**EXERCISE GOAL**
Among the records that follow, find each line holding the word "committed" and copy it.

"""

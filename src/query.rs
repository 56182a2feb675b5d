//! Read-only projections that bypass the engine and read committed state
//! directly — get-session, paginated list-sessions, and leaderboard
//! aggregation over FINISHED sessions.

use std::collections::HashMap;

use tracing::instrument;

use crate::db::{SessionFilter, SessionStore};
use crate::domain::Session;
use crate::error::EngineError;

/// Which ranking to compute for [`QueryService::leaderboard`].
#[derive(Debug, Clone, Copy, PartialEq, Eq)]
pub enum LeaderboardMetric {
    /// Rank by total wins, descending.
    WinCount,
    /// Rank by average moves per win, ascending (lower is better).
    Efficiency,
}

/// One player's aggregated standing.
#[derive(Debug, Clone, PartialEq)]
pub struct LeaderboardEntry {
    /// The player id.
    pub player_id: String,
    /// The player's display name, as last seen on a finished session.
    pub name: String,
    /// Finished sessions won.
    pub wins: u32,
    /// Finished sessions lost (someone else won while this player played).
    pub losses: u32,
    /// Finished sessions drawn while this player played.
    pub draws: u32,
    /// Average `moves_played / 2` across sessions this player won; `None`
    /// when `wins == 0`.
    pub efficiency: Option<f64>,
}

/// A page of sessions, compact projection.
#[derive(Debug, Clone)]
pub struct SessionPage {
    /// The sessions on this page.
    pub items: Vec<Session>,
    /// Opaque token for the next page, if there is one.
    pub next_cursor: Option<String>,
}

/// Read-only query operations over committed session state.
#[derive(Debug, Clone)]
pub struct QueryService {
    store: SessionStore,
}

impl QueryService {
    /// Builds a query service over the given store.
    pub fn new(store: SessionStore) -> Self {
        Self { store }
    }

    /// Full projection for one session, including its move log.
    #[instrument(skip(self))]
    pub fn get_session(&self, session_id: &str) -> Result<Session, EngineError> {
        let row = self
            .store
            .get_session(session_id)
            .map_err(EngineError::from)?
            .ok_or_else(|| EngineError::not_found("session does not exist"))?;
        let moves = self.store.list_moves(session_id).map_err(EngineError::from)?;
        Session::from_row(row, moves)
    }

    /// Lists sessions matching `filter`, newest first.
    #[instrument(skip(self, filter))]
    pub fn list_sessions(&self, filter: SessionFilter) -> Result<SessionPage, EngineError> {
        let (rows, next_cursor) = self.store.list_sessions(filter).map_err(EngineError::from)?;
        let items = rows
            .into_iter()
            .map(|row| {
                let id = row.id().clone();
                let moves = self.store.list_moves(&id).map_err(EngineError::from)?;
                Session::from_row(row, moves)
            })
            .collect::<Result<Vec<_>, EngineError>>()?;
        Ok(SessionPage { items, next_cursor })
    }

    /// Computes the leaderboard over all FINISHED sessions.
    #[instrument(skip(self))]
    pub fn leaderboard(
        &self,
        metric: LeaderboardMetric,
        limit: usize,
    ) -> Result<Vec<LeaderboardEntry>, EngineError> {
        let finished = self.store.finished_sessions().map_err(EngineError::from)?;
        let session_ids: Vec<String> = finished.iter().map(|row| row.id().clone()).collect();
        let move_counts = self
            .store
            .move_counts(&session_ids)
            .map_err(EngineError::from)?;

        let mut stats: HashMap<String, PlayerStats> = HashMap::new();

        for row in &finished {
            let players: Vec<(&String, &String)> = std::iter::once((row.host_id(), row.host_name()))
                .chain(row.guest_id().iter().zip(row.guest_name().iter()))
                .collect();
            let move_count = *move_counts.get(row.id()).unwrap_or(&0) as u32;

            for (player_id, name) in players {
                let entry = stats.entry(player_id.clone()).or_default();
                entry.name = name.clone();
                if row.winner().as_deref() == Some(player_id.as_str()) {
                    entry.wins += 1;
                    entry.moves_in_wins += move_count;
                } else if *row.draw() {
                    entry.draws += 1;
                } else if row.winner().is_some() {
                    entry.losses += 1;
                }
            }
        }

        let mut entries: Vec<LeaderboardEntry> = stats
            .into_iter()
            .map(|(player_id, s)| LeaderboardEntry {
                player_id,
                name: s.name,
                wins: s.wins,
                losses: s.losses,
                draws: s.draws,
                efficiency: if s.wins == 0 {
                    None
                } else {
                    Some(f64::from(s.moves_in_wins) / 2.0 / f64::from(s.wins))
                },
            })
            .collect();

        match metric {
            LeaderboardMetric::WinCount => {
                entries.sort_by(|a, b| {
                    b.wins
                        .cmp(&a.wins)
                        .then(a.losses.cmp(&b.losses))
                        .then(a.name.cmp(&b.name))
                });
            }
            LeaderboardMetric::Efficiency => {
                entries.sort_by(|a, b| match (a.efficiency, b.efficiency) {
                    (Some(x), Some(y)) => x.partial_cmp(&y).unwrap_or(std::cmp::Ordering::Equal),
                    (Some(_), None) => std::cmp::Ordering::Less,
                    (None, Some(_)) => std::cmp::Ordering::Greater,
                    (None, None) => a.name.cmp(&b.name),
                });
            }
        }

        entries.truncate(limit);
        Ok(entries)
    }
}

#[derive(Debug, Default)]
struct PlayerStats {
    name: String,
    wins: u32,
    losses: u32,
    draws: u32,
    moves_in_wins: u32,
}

"""

**RESULT OF THIS TASK**
//! Read-only projections that bypass the engine and read committed state
/// Read-only query operations over committed session state.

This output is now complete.